> _What you should do_: Return every line of the data exactly as it appears.
Supplied data below:
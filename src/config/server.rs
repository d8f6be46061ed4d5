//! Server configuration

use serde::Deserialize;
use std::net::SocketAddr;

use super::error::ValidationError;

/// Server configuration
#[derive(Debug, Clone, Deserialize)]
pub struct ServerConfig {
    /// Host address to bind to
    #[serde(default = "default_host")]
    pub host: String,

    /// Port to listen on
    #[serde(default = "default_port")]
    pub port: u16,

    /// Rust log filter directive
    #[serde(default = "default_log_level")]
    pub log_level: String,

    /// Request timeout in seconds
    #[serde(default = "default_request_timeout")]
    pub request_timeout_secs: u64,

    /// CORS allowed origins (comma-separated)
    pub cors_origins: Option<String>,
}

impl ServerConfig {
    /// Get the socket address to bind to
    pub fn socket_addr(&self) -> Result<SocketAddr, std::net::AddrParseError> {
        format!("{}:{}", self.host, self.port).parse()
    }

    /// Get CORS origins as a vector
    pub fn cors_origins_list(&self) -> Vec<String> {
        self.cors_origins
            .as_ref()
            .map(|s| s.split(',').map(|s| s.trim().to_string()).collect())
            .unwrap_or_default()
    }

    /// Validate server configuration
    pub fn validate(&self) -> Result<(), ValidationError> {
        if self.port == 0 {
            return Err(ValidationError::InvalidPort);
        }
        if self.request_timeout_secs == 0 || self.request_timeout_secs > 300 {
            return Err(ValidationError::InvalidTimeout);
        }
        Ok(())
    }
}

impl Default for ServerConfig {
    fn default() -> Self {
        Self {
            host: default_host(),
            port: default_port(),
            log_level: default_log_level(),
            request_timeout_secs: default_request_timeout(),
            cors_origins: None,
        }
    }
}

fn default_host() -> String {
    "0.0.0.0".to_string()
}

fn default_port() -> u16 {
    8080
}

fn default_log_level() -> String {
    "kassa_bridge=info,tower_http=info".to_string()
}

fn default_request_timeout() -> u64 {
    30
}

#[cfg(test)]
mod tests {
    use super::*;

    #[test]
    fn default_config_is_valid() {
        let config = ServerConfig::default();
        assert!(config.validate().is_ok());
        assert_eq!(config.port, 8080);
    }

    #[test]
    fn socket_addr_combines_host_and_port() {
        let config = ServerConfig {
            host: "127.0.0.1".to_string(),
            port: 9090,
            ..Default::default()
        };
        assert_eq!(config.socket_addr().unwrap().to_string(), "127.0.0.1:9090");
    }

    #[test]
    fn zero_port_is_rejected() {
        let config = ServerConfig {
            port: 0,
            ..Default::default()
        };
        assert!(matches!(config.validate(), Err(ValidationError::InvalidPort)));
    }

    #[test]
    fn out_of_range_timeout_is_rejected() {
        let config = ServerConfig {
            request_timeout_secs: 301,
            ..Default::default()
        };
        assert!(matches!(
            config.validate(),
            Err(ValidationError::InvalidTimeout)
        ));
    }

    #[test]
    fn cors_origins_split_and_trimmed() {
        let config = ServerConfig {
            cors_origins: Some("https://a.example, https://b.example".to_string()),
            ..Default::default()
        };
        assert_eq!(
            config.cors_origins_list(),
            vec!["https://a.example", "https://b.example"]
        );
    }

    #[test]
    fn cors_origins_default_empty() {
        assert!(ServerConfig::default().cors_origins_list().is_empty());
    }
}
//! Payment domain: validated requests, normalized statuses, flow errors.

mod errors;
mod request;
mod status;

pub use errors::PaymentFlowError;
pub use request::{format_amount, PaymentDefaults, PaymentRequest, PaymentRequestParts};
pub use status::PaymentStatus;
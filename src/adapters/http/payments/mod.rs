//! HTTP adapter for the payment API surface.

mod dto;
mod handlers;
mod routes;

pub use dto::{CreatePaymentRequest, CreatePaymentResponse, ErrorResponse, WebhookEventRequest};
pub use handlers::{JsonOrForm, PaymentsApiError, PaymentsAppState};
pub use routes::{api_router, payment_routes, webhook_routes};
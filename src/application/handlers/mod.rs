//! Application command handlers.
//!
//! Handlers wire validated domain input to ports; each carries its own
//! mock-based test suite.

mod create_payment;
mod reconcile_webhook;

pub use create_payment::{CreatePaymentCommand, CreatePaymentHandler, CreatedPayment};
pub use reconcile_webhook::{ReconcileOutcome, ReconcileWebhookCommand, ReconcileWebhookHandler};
End of Supplied data.
> _Answer_:
filename src/config/server.rs
repository d8f6be46061ed4d5
//! Server configuration

use serde::Deserialize;
use std::net::SocketAddr;

use super::error::ValidationError;

/// Server configuration
#[derive(Debug, Clone, Deserialize)]
pub struct ServerConfig {
    /// Host address to bind to
    #[serde(default = "default_host")]
    pub host: String,

    /// Port to listen on
    #[serde(default = "default_port")]
    pub port: u16,

    /// Rust log filter directive
    #[serde(default = "default_log_level")]
    pub log_level: String,

    /// Request timeout in seconds
    #[serde(default = "default_request_timeout")]
    pub request_timeout_secs: u64,

    /// CORS allowed origins (comma-separated)
    pub cors_origins: Option<String>,
}

impl ServerConfig {
    /// Get the socket address to bind to
    pub fn socket_addr(&self) -> Result<SocketAddr, std::net::AddrParseError> {
        format!("{}:{}", self.host, self.port).parse()
    }

    /// Get CORS origins as a vector
    pub fn cors_origins_list(&self) -> Vec<String> {
        self.cors_origins
            .as_ref()
            .map(|s| s.split(',').map(|s| s.trim().to_string()).collect())
            .unwrap_or_default()
    }

    /// Validate server configuration
    pub fn validate(&self) -> Result<(), ValidationError> {
        if self.port == 0 {
            return Err(ValidationError::InvalidPort);
        }
        if self.request_timeout_secs == 0 || self.request_timeout_secs > 300 {
            return Err(ValidationError::InvalidTimeout);
        }
        Ok(())
    }
}

impl Default for ServerConfig {
    fn default() -> Self {
        Self {
            host: default_host(),
            port: default_port(),
            log_level: default_log_level(),
            request_timeout_secs: default_request_timeout(),
            cors_origins: None,
        }
    }
}

fn default_host() -> String {
    "0.0.0.0".to_string()
}

fn default_port() -> u16 {
    8080
}

fn default_log_level() -> String {
    "kassa_bridge=info,tower_http=info".to_string()
}

fn default_request_timeout() -> u64 {
    30
}

#[cfg(test)]
mod tests {
    use super::*;

    #[test]
    fn default_config_is_valid() {
        let config = ServerConfig::default();
        assert!(config.validate().is_ok());
        assert_eq!(config.port, 8080);
    }

    #[test]
    fn socket_addr_combines_host_and_port() {
        let config = ServerConfig {
            host: "127.0.0.1".to_string(),
            port: 9090,
            ..Default::default()
        };
        assert_eq!(config.socket_addr().unwrap().to_string(), "127.0.0.1:9090");
    }

    #[test]
    fn zero_port_is_rejected() {
        let config = ServerConfig {
            port: 0,
            ..Default::default()
        };
        assert!(matches!(config.validate(), Err(ValidationError::InvalidPort)));
    }

    #[test]
    fn out_of_range_timeout_is_rejected() {
        let config = ServerConfig {
            request_timeout_secs: 301,
            ..Default::default()
        };
        assert!(matches!(
            config.validate(),
            Err(ValidationError::InvalidTimeout)
        ));
    }

    #[test]
    fn cors_origins_split_and_trimmed() {
        let config = ServerConfig {
            cors_origins: Some("https://a.example, https://b.example".to_string()),
            ..Default::default()
        };
        assert_eq!(
            config.cors_origins_list(),
            vec!["https://a.example", "https://b.example"]
        );
    }

    #[test]
    fn cors_origins_default_empty() {
        assert!(ServerConfig::default().cors_origins_list().is_empty());
    }
}
//! Payment domain: validated requests, normalized statuses, flow errors.

mod errors;
mod request;
mod status;

pub use errors::PaymentFlowError;
pub use request::{format_amount, PaymentDefaults, PaymentRequest, PaymentRequestParts};
pub use status::PaymentStatus;
filename src/adapters/http/payments/mod.rs
//! HTTP adapter for the payment API surface.

mod dto;
mod handlers;
mod routes;

pub use dto::{CreatePaymentRequest, CreatePaymentResponse, ErrorResponse, WebhookEventRequest};
pub use handlers::{JsonOrForm, PaymentsApiError, PaymentsAppState};
pub use routes::{api_router, payment_routes, webhook_routes};
filename src/application/handlers/mod.rs
//! Application command handlers.
//!
//! Handlers wire validated domain input to ports; each carries its own
//! mock-based test suite.

mod create_payment;
mod reconcile_webhook;

pub use create_payment::{CreatePaymentCommand, CreatePaymentHandler, CreatedPayment};
pub use reconcile_webhook::{ReconcileOutcome, ReconcileWebhookCommand, ReconcileWebhookHandler};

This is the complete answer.